Histiocytosis is a general name for a group of rare disorders characterized by increased numbers of blood cells called histiocytes in the blood and tissues. These cells usually help fight infection and destroy certain foreign substances in the body. When a child has histiocytosis, these cells begin to attack the body, targeting bodily organs including the bone marrow, liver, spleen, lungs, skin, bone and brain. Histiocytosis usually occurs in children, often during infancy, but also in adults.
There are two major types of histiocytosis:
- Langerhans cell histiocytosis (LCH) involves the dendritic cells, a type of histiocyte cell that is present in bodily tissues that are in contact with the external environment, such as the skin.
- Hemophagocytic lymphohistiocytosis (HLH) involves the macrophage cells, which are immune system cells that form in response to an infection or to damaged or dead cells.
Other related diseases include:
- Juvenile xanthogranuloma
- Rosai Dorfman disease
Dana-Farber/Boston Children's Cancer and Blood Disorders Center provides expert treatment for newly diagnosed or recurrent histiocytosis, which may involve treatment with chemotherapy. Our doctors provide unparalleled expertise in the diagnosis and treatment of the major types of histiocytosis — LCH and HLH — and treat its related disorders as well.
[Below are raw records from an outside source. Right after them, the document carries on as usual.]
//! Sheets HTTP client.
//!
//! Blocking reqwest client (no Tokio runtime required). One GET per load,
//! no retries. Any non-2xx status is a failure: the body is reported in the
//! error, never parsed as sheet data.

use std::time::Duration;

use gsheet_core::{parse, Sheet, SheetError};
use url::Url;

use crate::source::{SheetSource, API_BASE, EXPORT_BASE};

pub const USER_AGENT: &str = concat!("gsheet/", env!("CARGO_PKG_VERSION"));
pub const DEFAULT_TIMEOUT_SECS: u64 = 30;

/// Longest slice of an error body kept in `FetchError::Http`.
const MAX_ERROR_BODY: usize = 512;

/// Error type for fetch + parse.
#[derive(Debug, Clone, PartialEq, Eq)]
pub enum FetchError {
    /// Source can't be turned into a request URL
    InvalidSource(String),
    /// Connection, TLS, timeout, or body read failure
    Network(String),
    /// Server answered with a non-success status
    Http(u16, String),
    /// Body isn't a usable CSV / value range payload
    Parse(String),
}

impl std::fmt::Display for FetchError {
    fn fmt(&self, f: &mut std::fmt::Formatter<'_>) -> std::fmt::Result {
        match self {
            FetchError::InvalidSource(msg) => write!(f, "Invalid source: {}", msg),
            FetchError::Network(msg) => write!(f, "Network error: {}", msg),
            FetchError::Http(code, msg) if msg.is_empty() => write!(f, "HTTP {}", code),
            FetchError::Http(code, msg) => write!(f, "HTTP {}: {}", code, msg),
            FetchError::Parse(msg) => write!(f, "Parse error: {}", msg),
        }
    }
}

impl std::error::Error for FetchError {}

impl From<SheetError> for FetchError {
    fn from(err: SheetError) -> Self {
        match err {
            SheetError::Parse(msg) => FetchError::Parse(msg),
            other => FetchError::Parse(other.to_string()),
        }
    }
}

/// Settings for [`SheetClient`].
#[derive(Debug, Clone, PartialEq, Eq)]
pub struct ClientOptions {
    pub timeout: Duration,
    /// Scheme + host serving export CSV
    pub export_base: String,
    /// Scheme + host serving the Sheets API
    pub api_base: String,
}

impl Default for ClientOptions {
    fn default() -> Self {
        Self {
            timeout: Duration::from_secs(DEFAULT_TIMEOUT_SECS),
            export_base: EXPORT_BASE.to_string(),
            api_base: API_BASE.to_string(),
        }
    }
}

/// Google Sheets client (blocking).
#[derive(Clone)]
pub struct SheetClient {
    http: reqwest::blocking::Client,
    export_base: String,
    api_base: String,
}

impl SheetClient {
    /// Client against the public Google endpoints.
    pub fn new() -> Result<Self, FetchError> {
        Self::with_options(ClientOptions::default())
    }

    /// Client against other hosts (mirrors, test servers).
    pub fn with_base_urls(export_base: impl Into<String>, api_base: impl Into<String>) -> Result<Self, FetchError> {
        Self::with_options(ClientOptions {
            export_base: export_base.into(),
            api_base: api_base.into(),
            ..ClientOptions::default()
        })
    }

    pub fn with_options(opts: ClientOptions) -> Result<Self, FetchError> {
        let http = reqwest::blocking::Client::builder()
            .user_agent(USER_AGENT)
            .timeout(opts.timeout)
            .build()
            .map_err(|e| FetchError::Network(format!("failed to build HTTP client: {}", e)))?;

        Ok(Self {
            http,
            export_base: opts.export_base,
            api_base: opts.api_base,
        })
    }

    /// Request URL for `source` on this client's hosts.
    pub fn url_for(&self, source: &SheetSource) -> Result<Url, FetchError> {
        match source {
            SheetSource::Export { .. } => source.url(&self.export_base),
            SheetSource::Api { .. } => source.url(&self.api_base),
        }
    }

    /// GET the raw payload (CSV text or value range JSON).
    pub fn fetch_payload(&self, source: &SheetSource) -> Result<String, FetchError> {
        let url = self.url_for(source)?;
        log::info!("fetching {}", source.describe());

        // without_url(): API source URLs carry the key
        let response = self.http.get(url)
            .send()
            .map_err(|e| FetchError::Network(e.without_url().to_string()))?;

        let status = response.status();
        if !status.is_success() {
            let body = response.text().unwrap_or_else(|e| {
                log::debug!("could not read HTTP {} body: {}", status.as_u16(), e.without_url());
                String::new()
            });
            log::warn!("{} returned HTTP {}", source.describe(), status.as_u16());
            return Err(FetchError::Http(status.as_u16(), truncate(body.trim(), MAX_ERROR_BODY)));
        }

        let body = response.text()
            .map_err(|e| FetchError::Network(format!("failed to read response body: {}", e.without_url())))?;
        log::debug!("{}: {} bytes", source.describe(), body.len());
        Ok(body)
    }

    /// Fetch and parse in one step.
    pub fn load(&self, source: &SheetSource, has_header: bool) -> Result<Sheet, FetchError> {
        let payload = self.fetch_payload(source)?;
        let sheet = parse(&payload, source.format(), has_header)?;
        log::info!(
            "loaded {}: {} rows x {} cols",
            source.describe(),
            sheet.row_count(),
            sheet.col_count(),
        );
        Ok(sheet)
    }
}

fn truncate(text: &str, max: usize) -> String {
    if text.len() <= max {
        return text.to_string();
    }
    let mut end = max;
    while !text.is_char_boundary(end) {
        end -= 1;
    }
    format!("{}…", &text[..end])
}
How We Diagnose and Treat Histiocytosis
Our team uses a variety of laboratory and diagnostic imaging studies to determine if a child has LCH, HLH, or another form of the disease. This may include blood tests, urinalysis, a bone marrow biopsy, liver or pulmonary function tests, or imaging studies like X-rays or CT, MRI, or PET scans.
We treat our patients in accordance with protocols established by the International Histiocyte Society. Treatment depends on the individual patient and is planned after doctors determine the type and extent of the disease. In some cases, minimal treatment with steroids may be sufficient. Systemic chemotherapy may be needed in patients with more extensive disease. If a child has HLH and needs a stem cell transplant (also called a bone marrow transplant), Dana-Farber/Boston Children's is one of the oldest, largest, and most experienced pediatric stem cell transplant centers in the country.
Our Histiocytosis Treatment Specialists
Our patients have access to the broadest set of pediatric, hematologic, and oncologic expertise available. The breadth of our expertise allows us to assemble a team of experts to meet the specific needs of each patient.
At the core of the treatment team are hematologists and oncologists who specialize in treating children with histiocytosis. Because many organ and body systems may be involved with the disease, a patient’s treatment team may also include dermatologists, pulmonologists, endocrinologists, gastroenterologists, neurologists, dentists, orthopedic surgeons, neurosurgeons, radiologists, and radiation oncologists.
We round out the team with experts that help the child prepare for life during and after treatment, including psychiatrists and psychologists, child life specialists, social workers, nutritionists, and school specialists.
All senior medical staff members of the histiocytosis treatment program participate in clinical research activities, so our patients have access to the very best and up-to-date treatments available.
Histiocytosis Research and Clinical Trials
The main objective of our histiocytosis research program is to improve our understanding and treatment of LCH and HLH. Our research program offers unique access to clinical trials in which children can receive the newest treatments, including trials sponsored by the Histiocyte Society. A major focus of our research is the rapid translation of scientific discoveries to the bedside to benefit patients. In order to determine the effectiveness of treatments, we have established a clinical database to identify patterns of disease in patients with LCH. Our scientists are also working to develop reduced-intensity treatment strategies that have fewer short-term and long-term side effects.